This month more than any, gentle readers, reminds us of the importance of our First Amendment rights:
Congress shall make no law respecting an establishment of religion, or prohibiting the free exercise thereof; or abridging the freedom of speech, or of the press; or the right of the people peaceably to assemble, and to petition the Government for a redress of grievances.
In particular, I'm thinking of the YA novel SPEAK, which I've learned from the author, Laurie Halse Anderson (via Janet Reid and Tahereh Mafi) has been called "pornography" by Wesley Scroggins, an associate professor of management at Missouri State University. (His original op-ed in the Springfield News-Leader can be found here.)
Challenging books with sexual or otherwise "questionable" content is nothing new; Joyce's Ulysses was branded pornography when it was first published serially in the United States in 1918 (a charge that wasn't dismissed until the Supreme Court case United States v. One Book Called Ulysses in 1933). Many profoundly important books—including several major works of Western literature—have been challenged or banned at some point in their histories, and it's due in large part to the First Amendment and individual teachers', librarians', and activists' commitment to free speech and opposition to censorship that these books have been made available to United States citizens, students included.

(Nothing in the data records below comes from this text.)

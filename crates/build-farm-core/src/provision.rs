//! Compression tool provisioning
//!
//! Ensures the zstd binary the build executable needs is present locally.
//! Each (OS, architecture) pair is downloaded at most once and cached next to
//! a digest marker; later calls verify the marker and skip the network.

use std::fmt;
use std::path::{Path, PathBuf};

use sha2::{Digest, Sha256};
use thiserror::Error;

use crate::config::ToolConfig;

/// Provisioning errors (all fatal at startup)
#[derive(Debug, Error)]
pub enum ProvisionError {
    /// No published binary for this platform
    #[error("unsupported platform: {os}/{arch}")]
    UnsupportedPlatform { os: String, arch: String },

    /// Download failed
    #[error("cannot download {url}: {source}")]
    Download {
        url: String,
        #[source]
        source: reqwest::Error,
    },

    /// Download site answered with an error status
    #[error("cannot download {url}: status {status}")]
    Status { url: String, status: u16 },

    /// Downloaded bytes don't match the published digest
    #[error("checksum mismatch for {url}: expected {expected}, got {actual}")]
    ChecksumMismatch {
        url: String,
        expected: String,
        actual: String,
    },

    /// Local filesystem error
    #[error("cannot write {}: {source}", path.display())]
    Io {
        path: PathBuf,
        #[source]
        source: std::io::Error,
    },
}

/// Operating systems a tool binary is published for
#[derive(Debug, Clone, Copy, PartialEq, Eq, Hash)]
pub enum Os {
    Linux,
    Mac,
    Windows,
}

/// CPU architectures a tool binary is published for
#[derive(Debug, Clone, Copy, PartialEq, Eq, Hash)]
pub enum Arch {
    X64,
    Arm64,
}

/// Download cache key
#[derive(Debug, Clone, Copy, PartialEq, Eq, Hash)]
pub struct Platform {
    pub os: Os,
    pub arch: Arch,
}

impl Platform {
    /// Platform of the running process
    pub fn current() -> Result<Self, ProvisionError> {
        Self::from_parts(std::env::consts::OS, std::env::consts::ARCH)
    }

    /// Map Rust target names onto published platform names
    pub fn from_parts(os: &str, arch: &str) -> Result<Self, ProvisionError> {
        let unsupported = || ProvisionError::UnsupportedPlatform {
            os: os.to_string(),
            arch: arch.to_string(),
        };
        let os = match os {
            "linux" => Os::Linux,
            "macos" => Os::Mac,
            "windows" => Os::Windows,
            _ => return Err(unsupported()),
        };
        let arch = match arch {
            "x86_64" => Arch::X64,
            "aarch64" => Arch::Arm64,
            _ => return Err(unsupported()),
        };
        Ok(Self { os, arch })
    }

    fn executable_name(self) -> &'static str {
        match self.os {
            Os::Windows => "zstd.exe",
            Os::Linux | Os::Mac => "zstd",
        }
    }
}

impl fmt::Display for Platform {
    fn fmt(&self, f: &mut fmt::Formatter<'_>) -> fmt::Result {
        let os = match self.os {
            Os::Linux => "linux",
            Os::Mac => "mac",
            Os::Windows => "win",
        };
        let arch = match self.arch {
            Arch::X64 => "x64",
            Arch::Arm64 => "arm64",
        };
        write!(f, "{os}-{arch}")
    }
}

/// Downloads and caches the zstd binary
pub struct ToolProvisioner {
    config: ToolConfig,
    http: reqwest::Client,
}

impl ToolProvisioner {
    pub fn new(config: ToolConfig) -> Self {
        Self::with_client(config, reqwest::Client::new())
    }

    pub fn with_client(config: ToolConfig, http: reqwest::Client) -> Self {
        Self { config, http }
    }

    /// Cached binary location for a platform
    pub fn cached_path(&self, platform: Platform) -> PathBuf {
        self.platform_dir(platform).join(platform.executable_name())
    }

    /// Return the binary for `platform`, downloading it if no valid copy is cached
    pub async fn ensure(&self, platform: Platform) -> Result<PathBuf, ProvisionError> {
        let path = self.cached_path(platform);

        if self.is_cached(&path).await {
            tracing::debug!(path = %path.display(), %platform, "Using cached zstd");
            return Ok(path);
        }

        let url = format!(
            "{}/{}/{}/{}",
            self.config.download_url.trim_end_matches('/'),
            self.config.version,
            platform,
            platform.executable_name()
        );
        tracing::info!(%url, %platform, "Downloading zstd");

        let expected = self.fetch_text(&format!("{url}.sha256")).await?;
        let expected = expected
            .split_whitespace()
            .next()
            .unwrap_or_default()
            .to_ascii_lowercase();
        let bytes = self.fetch_bytes(&url).await?;

        let actual = hex::encode(Sha256::digest(&bytes));
        if actual != expected {
            return Err(ProvisionError::ChecksumMismatch {
                url,
                expected,
                actual,
            });
        }

        self.install(&path, &bytes, &actual).await?;
        tracing::info!(path = %path.display(), "zstd provisioned");
        Ok(path)
    }

    fn platform_dir(&self, platform: Platform) -> PathBuf {
        self.config
            .cache_dir
            .join(format!("zstd-{}", self.config.version))
            .join(platform.to_string())
    }

    async fn is_cached(&self, path: &Path) -> bool {
        let Ok(marker) = tokio::fs::read_to_string(marker_path(path)).await else {
            return false;
        };
        match tokio::fs::read(path).await {
            Ok(bytes) => hex::encode(Sha256::digest(&bytes)) == marker.trim(),
            Err(_) => false,
        }
    }

    async fn fetch_bytes(&self, url: &str) -> Result<Vec<u8>, ProvisionError> {
        let download = |source| ProvisionError::Download {
            url: url.to_string(),
            source,
        };
        let response = self.http.get(url).send().await.map_err(download)?;
        if !response.status().is_success() {
            return Err(ProvisionError::Status {
                url: url.to_string(),
                status: response.status().as_u16(),
            });
        }
        let bytes = response.bytes().await.map_err(download)?;
        Ok(bytes.to_vec())
    }

    async fn fetch_text(&self, url: &str) -> Result<String, ProvisionError> {
        let bytes = self.fetch_bytes(url).await?;
        Ok(String::from_utf8_lossy(&bytes).into_owned())
    }

    /// Write via temp file + rename so a crash never leaves a half-written binary
    async fn install(&self, path: &Path, bytes: &[u8], digest: &str) -> Result<(), ProvisionError> {
        let io = |source| ProvisionError::Io {
            path: path.to_path_buf(),
            source,
        };
        let dir = path.parent().unwrap_or(Path::new("."));
        tokio::fs::create_dir_all(dir).await.map_err(io)?;

        let partial = path.with_extension("download");
        tokio::fs::write(&partial, bytes).await.map_err(io)?;
        set_executable(&partial).await.map_err(io)?;
        tokio::fs::rename(&partial, path).await.map_err(io)?;
        tokio::fs::write(marker_path(path), digest).await.map_err(io)?;
        Ok(())
    }
}

fn marker_path(path: &Path) -> PathBuf {
    let mut name = path.file_name().unwrap_or_default().to_os_string();
    name.push(".sha256");
    path.with_file_name(name)
}

#[cfg(unix)]
async fn set_executable(path: &Path) -> std::io::Result<()> {
    use std::os::unix::fs::PermissionsExt;
    tokio::fs::set_permissions(path, std::fs::Permissions::from_mode(0o755)).await
}

#[cfg(not(unix))]
async fn set_executable(_path: &Path) -> std::io::Result<()> {
    Ok(())
}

Scroggins maintains that not only should SPEAK be banned, but modern classics like Slaughter-House Five (which, according to Republic Superintendent Vern Minor, has been removed from all school libraries) should also be unavailable to students (mostly due to use of "the f-word"). For context, the district in question teaches abstinence-only sex education to all students, and Scroggins has also been involved in Reclaiming Missouri for Christ, a seminar whose purpose was "to educate... all citizens... to the role of fundamental, Biblical Christianity in the establishment... of our legal... system" (again, emphasis mine). The full quote is in Laurie's post.

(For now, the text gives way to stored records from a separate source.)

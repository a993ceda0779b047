// Build farm core
//
// Node configuration, stage/temp directory management, compression tool
// provisioning and the build job model shared by the worker and API crates.

pub mod config;
pub mod directories;
pub mod job;
pub mod provision;

pub use config::{ConfigError, DiscoveryBackend, DiscoveryConfig, IpVersion, NodeConfig, ToolConfig};
pub use directories::{validate_tmp_dir, BuildDirs, DirError};
pub use job::{BuildMetadata, BuildRequest, JobId, JobRecord, JobStatus};
pub use provision::{Arch, Os, Platform, ProvisionError, ToolProvisioner};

I, like Laurie, fear that parents (and possibly even educators) reading Scroggins' op-ed will believe what Scroggins is saying, and will pressure schools to remove valuable books from their libraries as a result. I therefore propose the following, Concerned Parents of America: before you make a decision to remove a book from a library, read it yourself. If you find you disagree with the content, communicate this to your child. Be aware of what your children are reading, watching on television, or browsing on the Internet. Just because you determine a book is unacceptable for you or your child does not give you the right to deprive other people of the right to read that book. Period.
I urge you, mes auteurs, via Laurie's post, to comment on Scroggins' op-ed, write a letter to Superintendent Vern Minor, write a letter to the News-Leader, or simply tweet this post, Laurie's, Tahereh's, or Janet's, using the #SpeakLoudly hashtag.
The freedom to read what we wish is precious and protected in this country. We don't know what we have until it's taken away.